Sanofi's Acquired Drug Shows Promise in Rare Disease Trial, Validating Inhibrx Buyout

French pharmaceutical giant Sanofi has announced positive results from a Phase 2 study of efdoralprin alfa, an experimental drug for alpha-1 antitrypsin deficiency (AATD), a rare genetic condition affecting the liver and lungs. The success of this trial not only represents a significant step forward in AATD treatment but also validates Sanofi's $2.2 billion acquisition of Inhibrx in 2024.

Efdoralprin Alfa: A New Approach to AATD Treatment

Efdoralprin alfa, a recombinant protein designed to block an enzyme involved in inflammation and lung tissue damage, has shown promising results in treating AATD emphysema. The drug met all primary and key secondary endpoints in the Phase 2 study, demonstrating superiority over current plasma-derived therapies in several crucial areas:

• Higher increases in protective AAT protein levels compared to weekly plasma-derived therapy infusions
• Greater concentration of functional protein in the bloodstream
• More days above the "lower limit" of normal AAT levels

Importantly, the drug maintained a safety profile similar to that of plasma therapy while offering the potential for less frequent dosing. Patients received efdoralprin alfa every three or four weeks, compared to the weekly infusions required for current treatments.

Implications for AATD Patients and the Pharmaceutical Industry

AATD affects approximately 235,000 people globally, with 100,000 cases in the United States alone. However, Sanofi reports that 90% of these cases remain undiagnosed, highlighting a significant unmet medical need and potential market opportunity.

Dr. Igor Barjaktarevic, a study investigator and associate professor at the David Geffen School of Medicine at UCLA, emphasized the potential impact of efdoralprin alfa: "Achieving and maintaining normal AAT levels with less frequent dosing and with complete independence from blood donation programs would be a welcome change to the current treatment experience for people living with AATD."

The success of efdoralprin alfa could represent a major shift in AATD treatment, offering patients a more convenient and potentially more effective option. For Sanofi, the positive trial results support their strategic decision to acquire Inhibrx and expand their rare disease portfolio.

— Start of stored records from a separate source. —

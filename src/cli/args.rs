//! CLI argument parsing module
//!
//! This module defines the command-line interface for goheft.

use bytesize::ByteSize;
use clap::{Parser, ValueEnum};
use std::path::PathBuf;

/// GoHeft - list the sizes of the static libraries linked into a Go binary
#[derive(Parser, Debug)]
#[command(name = "goheft")]
#[command(version = env!("CARGO_PKG_VERSION"))]
#[command(about = "Utility for listing sizes of used static libraries")]
#[command(long_about = r#"
goheft rebuilds a Go program from scratch (go build -work -a -v), inspects the
build's work directory and lists every package archive linked into the binary,
largest first.

Examples:
  goheft application.go                    # Show size of each used library
  goheft application.go -m 750kb           # Only libraries of at least 750kb
  goheft application.go -t release,slim    # Use tags when building
  goheft application.go --format json      # Output results as JSON
"#)]
pub struct Args {
    /// Go source file to build
    #[arg(value_name = "GO-FILE")]
    pub file: PathBuf,

    /// Build tags (repeatable, comma-separated values accepted)
    #[arg(short, long = "tags", value_name = "TAG")]
    pub tags: Vec<String>,

    /// Shadow standard library packages
    #[arg(short = 'E', long)]
    pub external: bool,

    /// Don't show libraries smaller than this size (e.g. 750kb, 1MiB)
    #[arg(short, long = "min-size", value_name = "SIZE", value_parser = parse_size)]
    pub min_size: Option<u64>,

    /// Output format (raw by default when stdout is not a terminal)
    #[arg(short = 'f', long = "format", value_enum)]
    pub format: Option<OutputFormat>,

    /// Disable colors in output
    #[arg(long = "no-color")]
    pub no_color: bool,

    /// Path to the go executable
    #[arg(long = "go", value_name = "PATH", default_value = "go")]
    pub go_path: String,

    /// Enable verbose (debug) logging
    #[arg(short, long)]
    pub verbose: bool,
}

/// Output format options
#[derive(ValueEnum, Debug, Clone, Copy, PartialEq, Eq)]
pub enum OutputFormat {
    /// Aligned, colored table with a total line (default)
    Pretty,
    /// One `<bytes> <package>` line per library
    Raw,
    /// JSON document
    Json,
}

impl std::fmt::Display for OutputFormat {
    fn fmt(&self, f: &mut std::fmt::Formatter<'_>) -> std::fmt::Result {
        match self {
            OutputFormat::Pretty => write!(f, "pretty"),
            OutputFormat::Raw => write!(f, "raw"),
            OutputFormat::Json => write!(f, "json"),
        }
    }
}

fn parse_size(value: &str) -> Result<u64, String> {
    value
        .trim()
        .parse::<ByteSize>()
        .map(|size| size.as_u64())
        .map_err(|e| format!("invalid size '{value}': {e}"))
}
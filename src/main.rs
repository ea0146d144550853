//! goheft - list the sizes of the static libraries linked into a Go binary
//!
//! Rebuilds a Go program with `go build -work -a -v`, inspects the build's work
//! directory and reports every package archive by size.

use anyhow::Result;
use clap::Parser;
use goheft::cli::{Args, CliApp};

#[tokio::main]
async fn main() -> Result<()> {
    // Parse command line arguments
    let args = Args::parse();

    let default_filter = if args.verbose { "debug" } else { "warn" };
    env_logger::Builder::from_env(env_logger::Env::default().default_filter_or(default_filter))
        .init();

    // Create and run the CLI application
    let app = CliApp::new(args);
    let exit_code = app.run().await?;

    // Exit with the appropriate code
    std::process::exit(exit_code);
}
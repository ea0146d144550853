//! CLI module for goheft
//!
//! This module provides the command-line interface functionality including
//! argument parsing, terminal detection, build progress and output formatting.

pub mod args;
pub mod output;

pub use args::{Args, OutputFormat};
pub use output::{Color, OutputFormatter};

use crate::build::{BuildConfig, BuildOrchestrator, BuildProgress};
use crate::error::HeftError;
use crate::pipeline::{Pipeline, PipelineOutcome};
use crate::report::SizeReportBuilder;
use anyhow::Result;
use colored::*;
use std::io::{self, IsTerminal, Write};
use std::sync::Arc;

/// Terminal capabilities the output depends on
#[derive(Debug, Clone, Copy)]
pub struct Terminal {
    pub stdout_tty: bool,
    pub stderr_tty: bool,
    pub no_color_env: bool,
    pub ci: bool,
}

impl Terminal {
    /// Detect capabilities from the running process
    pub fn detect() -> Self {
        Self {
            stdout_tty: io::stdout().is_terminal(),
            stderr_tty: io::stderr().is_terminal(),
            no_color_env: std::env::var_os("NO_COLOR").is_some_and(|v| !v.is_empty()),
            ci: std::env::var_os("CI").is_some_and(|v| !v.is_empty()),
        }
    }
}

/// Single status line on stderr showing which package is being compiled
struct StatusLine {
    use_color: bool,
}

impl StatusLine {
    fn show(&self, text: &str) {
        let mut stderr = io::stderr().lock();
        let _ = write!(stderr, "\r\x1b[K{text}");
        let _ = stderr.flush();
    }
}

impl BuildProgress for StatusLine {
    fn started(&self) {
        self.show("Processing sources…");
    }

    fn compiling(&self, package: &str) {
        let package = if self.use_color {
            package.bold().to_string()
        } else {
            package.to_string()
        };
        self.show(&format!("Compiling {package}…"));
    }

    fn finished(&self) {
        self.show("");
    }
}

/// Main CLI application runner
pub struct CliApp {
    args: Args,
    terminal: Terminal,
}

impl CliApp {
    /// Create a new CLI application with parsed arguments
    pub fn new(args: Args) -> Self {
        Self::with_terminal(args, Terminal::detect())
    }

    pub fn with_terminal(args: Args, terminal: Terminal) -> Self {
        Self { args, terminal }
    }

    /// Output format: explicit choice, otherwise raw when stdout is not a terminal
    pub fn output_format(&self) -> OutputFormat {
        self.args.format.unwrap_or(if self.terminal.stdout_tty {
            OutputFormat::Pretty
        } else {
            OutputFormat::Raw
        })
    }

    fn use_color(&self) -> bool {
        !self.args.no_color && !self.terminal.no_color_env && self.terminal.stdout_tty
    }

    fn show_progress(&self) -> bool {
        self.output_format() == OutputFormat::Pretty && self.terminal.stderr_tty && !self.terminal.ci
    }

    fn build_config(&self) -> BuildConfig {
        BuildConfig {
            go_path: self.args.go_path.clone(),
            tags: self.args.tags.clone(),
        }
    }

    fn pipeline(&self) -> Pipeline {
        let mut orchestrator = BuildOrchestrator::new(self.build_config());
        if self.show_progress() {
            orchestrator = orchestrator.with_progress(Arc::new(StatusLine {
                use_color: self.use_color(),
            }));
        }

        Pipeline::new(
            orchestrator,
            SizeReportBuilder::new().with_min_size(self.args.min_size),
        )
    }

    /// Run the CLI application and return the process exit code
    pub async fn run(&self) -> Result<i32> {
        let formatter = OutputFormatter::new(
            self.output_format(),
            self.use_color(),
            self.args.external,
        );

        match self.pipeline().run(&self.args.file).await {
            Ok(PipelineOutcome::Report(report)) => {
                let mut stdout = io::stdout().lock();
                formatter.write_report(&mut stdout, &report)?;
                Ok(0)
            }
            Ok(PipelineOutcome::NothingFound) => {
                formatter.write_nothing_found(&mut io::stderr())?;
                Ok(0)
            }
            Err(e) => {
                log::debug!("Pipeline failed: {e:?}");
                let message = self.error_message(&e).await;
                formatter.write_error(&mut io::stderr(), &message)?;
                Ok(1)
            }
        }
    }

    /// User-facing text for a failed run
    async fn error_message(&self, err: &HeftError) -> String {
        if let HeftError::BuildStartFailed { .. } = err {
            let orchestrator = BuildOrchestrator::new(self.build_config());
            if !orchestrator.is_available().await {
                return format!("Can't find go executable '{}'", self.args.go_path);
            }
        }

        err.to_string()
    }
}
//! Size report built from the archives found in a build workspace

use crate::error::{HeftError, Result};
use crate::workspace::PackagePathTable;
use serde::Serialize;
use std::fs;

/// A package and the size of the archive compiled for it
#[derive(Debug, Clone, PartialEq, Eq, Serialize)]
pub struct LibraryEntry {
    name: String,
    size: u64,
}

impl LibraryEntry {
    pub fn new(name: impl Into<String>, size: u64) -> Self {
        Self {
            name: name.into(),
            size,
        }
    }

    pub fn name(&self) -> &str {
        &self.name
    }

    /// Archive size in bytes
    pub fn size(&self) -> u64 {
        self.size
    }

    /// Standard library packages have no dot in their import path
    pub fn is_standard(&self) -> bool {
        !self.name.contains('.')
    }
}

/// Libraries sorted by size, largest first
#[derive(Debug, Clone, Default, PartialEq, Eq, Serialize)]
pub struct LibraryReport {
    entries: Vec<LibraryEntry>,
    total: Option<u64>,
}

impl LibraryReport {
    pub fn entries(&self) -> &[LibraryEntry] {
        &self.entries
    }

    pub fn iter(&self) -> std::slice::Iter<'_, LibraryEntry> {
        self.entries.iter()
    }

    pub fn len(&self) -> usize {
        self.entries.len()
    }

    pub fn is_empty(&self) -> bool {
        self.entries.is_empty()
    }

    /// Sum of every archive size; absent when a minimum size filtered the view
    pub fn total(&self) -> Option<u64> {
        self.total
    }
}

impl<'a> IntoIterator for &'a LibraryReport {
    type Item = &'a LibraryEntry;
    type IntoIter = std::slice::Iter<'a, LibraryEntry>;

    fn into_iter(self) -> Self::IntoIter {
        self.entries.iter()
    }
}

/// Turns a package table into a [`LibraryReport`]
#[derive(Debug, Clone, Default)]
pub struct SizeReportBuilder {
    min_size: Option<u64>,
}

impl SizeReportBuilder {
    pub fn new() -> Self {
        Self::default()
    }

    /// Hide libraries smaller than `min_size` bytes (this also drops the total)
    pub fn with_min_size(mut self, min_size: Option<u64>) -> Self {
        self.min_size = min_size;
        self
    }

    /// Stat every archive in `table` and build the sorted report
    pub fn build(&self, table: &PackagePathTable) -> Result<LibraryReport> {
        let mut entries = Vec::with_capacity(table.len());

        for (package, path) in table.iter() {
            let metadata = fs::metadata(path).map_err(|source| HeftError::ResolutionError {
                package: package.to_string(),
                path: path.to_path_buf(),
                source,
            })?;

            entries.push(LibraryEntry::new(package, metadata.len()));
        }

        // table iterates by name, so a stable sort keeps ties in name order
        entries.sort_by(|a, b| b.size.cmp(&a.size));

        let threshold = self.min_size.unwrap_or(0);
        let total = if threshold > 0 {
            entries.retain(|entry| entry.size >= threshold);
            None
        } else {
            Some(entries.iter().map(LibraryEntry::size).sum())
        };

        Ok(LibraryReport { entries, total })
    }
}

Market Implications and Future Outlook

Leerink Partners analyst David Risinger noted that the trial results "validate" Sanofi's acquisition of Inhibrx and could provide "significant upward pressure" on consensus estimates for the drug. The sizable patient population, coupled with the high rate of undiagnosed cases, presents a substantial commercial opportunity for Sanofi.

As the company prepares to present detailed data at an upcoming medical meeting and engage with global regulatory authorities, the pharmaceutical industry will be watching closely. Efdoralprin alfa's success could potentially reshape the competitive landscape in AATD treatment, where several companies are developing alternative approaches, including RNA editing, gene editing, and RNA interference therapies.